Bonuses not bumper enough for young bankers
Young professionals are set to turn their back on the financial sector as bonuses fail to live up to their high expectations in the era of bonus caps, leaving the industry at risk of a skills shortage.
The Morgan McKinley Bonus Survey released today reveals that a staggering 83 per cent of financial sector workers with one or two years' experience were dissatisfied after their annual bonus payment failed to meet their expectations.
Hakan Enver, operations director at Morgan McKinley, told City A.M. that the salary expectations of professional millennials were "beyond any sense of reality".
Across the City, 26 per cent of all workers surveyed saw their bonuses decrease. For another 23 per cent, there was no rise on last year as bankers' bonus caps take effect.

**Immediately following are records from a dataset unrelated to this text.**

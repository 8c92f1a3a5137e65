//! In-memory exercise store
//!
//! Contents live for the lifetime of the process.

use async_trait::async_trait;
use parking_lot::RwLock;
use uuid::Uuid;

use super::models::{Exercise, ExerciseFilter, StorageConfig, User};
use super::ExerciseStore;
use crate::errors::{AppError, Result};

#[derive(Default)]
struct MemoryState {
    users: Vec<User>,
    exercises: Vec<Exercise>,
}

#[derive(Default)]
pub struct MemoryExerciseStore {
    state: RwLock<MemoryState>,
}

impl MemoryExerciseStore {
    pub fn new() -> Self {
        Self::default()
    }
}

#[async_trait]
impl ExerciseStore for MemoryExerciseStore {
    async fn create_user(&self, username: &str) -> Result<User> {
        let user = User {
            id: Uuid::new_v4().simple().to_string(),
            username: username.to_string(),
        };
        self.state.write().users.push(user.clone());
        Ok(user)
    }

    async fn list_users(&self) -> Result<Vec<User>> {
        Ok(self.state.read().users.clone())
    }

    async fn get_user(&self, id: &str) -> Result<Option<User>> {
        Ok(self.state.read().users.iter().find(|u| u.id == id).cloned())
    }

    async fn add_exercise(&self, exercise: Exercise) -> Result<Exercise> {
        let mut state = self.state.write();
        if !state.users.iter().any(|u| u.id == exercise.user_id) {
            return Err(AppError::not_found("User not found"));
        }
        state.exercises.push(exercise.clone());
        Ok(exercise)
    }

    async fn exercises_for(
        &self,
        user_id: &str,
        filter: &ExerciseFilter,
    ) -> Result<Vec<Exercise>> {
        let state = self.state.read();
        let matching = state
            .exercises
            .iter()
            .filter(|e| e.user_id == user_id && filter.matches(e))
            .take(filter.limit.unwrap_or(usize::MAX))
            .cloned()
            .collect();
        Ok(matching)
    }

    async fn delete_all_users(&self) -> Result<usize> {
        let mut state = self.state.write();
        let deleted = state.users.len();
        state.users.clear();
        state.exercises.clear();
        Ok(deleted)
    }

    async fn delete_all_exercises(&self) -> Result<usize> {
        let mut state = self.state.write();
        let deleted = state.exercises.len();
        state.exercises.clear();
        Ok(deleted)
    }

    async fn count_users(&self) -> Result<usize> {
        Ok(self.state.read().users.len())
    }

    fn backend_config(&self) -> StorageConfig {
        StorageConfig {
            storage_type: "memory".to_string(),
        }
    }
}
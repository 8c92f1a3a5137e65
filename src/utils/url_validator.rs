//! URL 验证模块
//!
//! 解析绝对 URL，阻止危险协议，并只放行配置中允许的协议。

use url::Url;

/// URL 验证错误
#[derive(Debug, PartialEq, Eq)]
pub enum UrlValidationError {
    EmptyUrl,
    InvalidProtocol(String),
    DangerousProtocol(String),
    InvalidFormat(String),
    MissingHost,
}

impl std::fmt::Display for UrlValidationError {
    fn fmt(&self, f: &mut std::fmt::Formatter<'_>) -> std::fmt::Result {
        match self {
            Self::EmptyUrl => write!(f, "URL cannot be empty"),
            Self::InvalidProtocol(proto) => write!(f, "Protocol not allowed: {}", proto),
            Self::DangerousProtocol(proto) => {
                write!(f, "Dangerous protocol blocked: {}", proto)
            }
            Self::InvalidFormat(msg) => write!(f, "Invalid URL format: {}", msg),
            Self::MissingHost => write!(f, "URL has no host"),
        }
    }
}

impl std::error::Error for UrlValidationError {}

/// 危险协议列表（无论配置如何都拒绝）
const DANGEROUS_PROTOCOLS: &[&str] = &[
    "javascript:",
    "data:",
    "file:",
    "vbscript:",
    "about:",
    "blob:",
];

/// 解析并验证 URL
///
/// 检查项目：
/// 1. URL 不为空
/// 2. 不是危险协议（javascript:, data:, file: 等）
/// 3. 能解析为绝对 URL
/// 4. 协议在 `allowed_schemes` 中（大小写不敏感）
/// 5. 带有非空主机名
///
/// 返回解析后的 [`Url`]，调用方仍应保存原始字符串。
pub fn validate_url(raw: &str, allowed_schemes: &[String]) -> Result<Url, UrlValidationError> {
    let trimmed = raw.trim();

    if trimmed.is_empty() {
        return Err(UrlValidationError::EmptyUrl);
    }

    let lower = trimmed.to_lowercase();
    for proto in DANGEROUS_PROTOCOLS {
        if lower.starts_with(proto) {
            return Err(UrlValidationError::DangerousProtocol(proto.to_string()));
        }
    }

    let url = Url::parse(trimmed).map_err(|e| UrlValidationError::InvalidFormat(e.to_string()))?;

    if !allowed_schemes
        .iter()
        .any(|s| s.eq_ignore_ascii_case(url.scheme()))
    {
        return Err(UrlValidationError::InvalidProtocol(format!(
            "{}:",
            url.scheme()
        )));
    }

    match url.host_str() {
        Some(host) if !host.is_empty() => Ok(url),
        _ => Err(UrlValidationError::MissingHost),
    }
}
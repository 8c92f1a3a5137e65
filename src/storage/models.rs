use chrono::NaiveDate;
use serde::{Deserialize, Serialize};

#[derive(Debug, Clone, PartialEq, Eq, Serialize, Deserialize)]
pub struct User {
    pub id: String,
    pub username: String,
}

#[derive(Debug, Clone, PartialEq, Eq, Serialize, Deserialize)]
pub struct Exercise {
    pub user_id: String,
    pub description: String,
    /// 时长（分钟）
    pub duration: u32,
    pub date: NaiveDate,
}

/// 运动记录过滤条件
#[derive(Default, Clone, Debug)]
pub struct ExerciseFilter {
    /// date >= from
    pub from: Option<NaiveDate>,
    /// date <= to
    pub to: Option<NaiveDate>,
    /// 最多返回条数，None 表示不限
    pub limit: Option<usize>,
}

impl ExerciseFilter {
    pub fn matches(&self, exercise: &Exercise) -> bool {
        self.from.is_none_or(|from| exercise.date >= from)
            && self.to.is_none_or(|to| exercise.date <= to)
    }
}

#[derive(Serialize, Deserialize, Clone, Debug)]
pub struct StorageConfig {
    pub storage_type: String,
}
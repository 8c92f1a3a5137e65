pub mod constants;
pub mod middleware;
pub mod services;
use actix_web::{HttpResponse, Responder, web};
use serde::Serialize;
use std::sync::Arc;
use std::time::Instant;
use tracing::{error, trace};

use crate::services::{ExerciseService, ShortLinkRegistry};

#[cfg(feature = "metrics")]
use super::metrics::MetricsService;

// 应用启动时间结构体
#[derive(Clone, Debug)]
pub struct AppStartTime {
    pub start_datetime: chrono::DateTime<chrono::Utc>,
}

#[derive(Debug, Serialize)]
pub struct HealthChecks {
    pub links_count: usize,
    pub users_count: Option<usize>,
    pub exercise_store: String,
}

#[derive(Debug, Serialize)]
pub struct HealthResponse {
    pub status: String,
    pub timestamp: String,
    pub uptime: u64,
    pub checks: HealthChecks,
    pub response_time_ms: u64,
}

pub struct HealthService;

impl HealthService {
    pub async fn health_check(
        registry: web::Data<Arc<ShortLinkRegistry>>,
        exercises: web::Data<Arc<ExerciseService>>,
        app_start_time: web::Data<AppStartTime>,
    ) -> impl Responder {
        let start_time = Instant::now();
        trace!("Received health check request");

        let users_count = match exercises.count_users().await {
            Ok(n) => Some(n),
            Err(e) => {
                error!("Exercise store health check failed: {}", e);
                None
            }
        };
        let is_healthy = users_count.is_some();

        let now = chrono::Utc::now();
        let uptime = (now - app_start_time.start_datetime).num_seconds().max(0) as u64;

        let body = HealthResponse {
            status: if is_healthy { "healthy" } else { "unhealthy" }.to_string(),
            timestamp: now.to_rfc3339(),
            uptime,
            checks: HealthChecks {
                links_count: registry.len(),
                users_count,
                exercise_store: exercises.backend_name(),
            },
            response_time_ms: start_time.elapsed().as_millis() as u64,
        };

        if is_healthy {
            HttpResponse::Ok().json(body)
        } else {
            HttpResponse::ServiceUnavailable().json(body)
        }
    }

    pub async fn readiness_check() -> impl Responder {
        HttpResponse::NoContent().finish()
    }

    pub async fn liveness_check() -> impl Responder {
        HttpResponse::NoContent().finish()
    }
}

/// Health 路由配置
pub fn health_routes() -> actix_web::Scope {
    let scope = web::scope("/health")
        .route("", web::get().to(HealthService::health_check))
        .route("", web::head().to(HealthService::health_check))
        .route("/ready", web::get().to(HealthService::readiness_check))
        .route("/ready", web::head().to(HealthService::readiness_check))
        .route("/live", web::get().to(HealthService::liveness_check))
        .route("/live", web::head().to(HealthService::liveness_check));

    #[cfg(feature = "metrics")]
    let scope = scope.route("/metrics", web::get().to(MetricsService::metrics));

    scope
}

/// `GET /api/hello`
pub async fn hello() -> impl Responder {
    HttpResponse::Ok().json(serde_json::json!({ "greeting": "hello API" }))
}
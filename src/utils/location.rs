//! Redirect target encoding
//!
//! Stored URLs are kept byte-for-byte as submitted. Before one goes into a
//! `Location` header, anything that is not legal in a URL (control
//! characters, spaces, non-ASCII) is percent-encoded. Reserved characters
//! and existing `%XX` escapes pass through untouched.

use std::borrow::Cow;

/// 除 unreserved 之外，URL 中可以原样出现的字符
const PASSTHROUGH: &[u8] = b"!#$&'()*+,/:;=?@[]-._~";

fn passes_through(c: char) -> bool {
    c.is_ascii_alphanumeric() || (c.is_ascii() && PASSTHROUGH.contains(&(c as u8)))
}

fn is_escape(rest: &[u8]) -> bool {
    rest.len() >= 2 && rest[0].is_ascii_hexdigit() && rest[1].is_ascii_hexdigit()
}

/// Percent-encode `raw` so it is always a valid header value.
///
/// Returns the input unchanged (no allocation) when nothing needs encoding.
pub fn encode_location(raw: &str) -> Cow<'_, str> {
    let needs_encoding = raw
        .char_indices()
        .any(|(i, c)| !(passes_through(c) || (c == '%' && is_escape(&raw.as_bytes()[i + 1..]))));
    if !needs_encoding {
        return Cow::Borrowed(raw);
    }

    let mut out = String::with_capacity(raw.len() + 8);
    let mut buf = [0u8; 4];
    for (i, c) in raw.char_indices() {
        if passes_through(c) || (c == '%' && is_escape(&raw.as_bytes()[i + 1..])) {
            out.push(c);
        } else {
            out.push_str(&urlencoding::encode(c.encode_utf8(&mut buf)));
        }
    }
    Cow::Owned(out)
}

As a result, talent retention is becoming harder for financial institutions. More than two in five, or 42 per cent, of those with one to two years of experience were so unhappy with their most recent bonus that they were considering handing in their notice, compared with 25 per cent of financial sector workers overall.
Despite their perceptions, the survey indicates that those who had seen their bonuses cut were being compensated in other ways. Of those who had received a bonus that was smaller than they were accustomed to, around a third, or 31 per cent, said that their basic salary had been raised.
Alice Leguay, co-founder of salary benchmarking website Emolument, agrees youngsters in the banking industry are not getting a raw pay deal. Her firm's research has discovered that the salaries of graduates and young professionals at the top investment banks had been pushed up this year, and, in some cases, had fared better in terms of cuts relative to their seniors.
Younger bankers' misgivings about their pay could related to both the reputation and day-to-day reality of their chosen career.
Leguay remarked that there were many in “generation Y” who no longer viewed banking as an "aspirational" career, due in part to the continued culture of "banker bashing".
She added: "From what I'm hearing, there's a lot of very tedious regulation-orientated work that's taking up more and more of bankers' time, so they get to do much less of the attractive side of their job."
The potential exodus of an entire generation could leave the financial sector with skills gaps, particularly in areas focused on technology, as FinTech firms and startups become increasingly good at enticing talented graduates.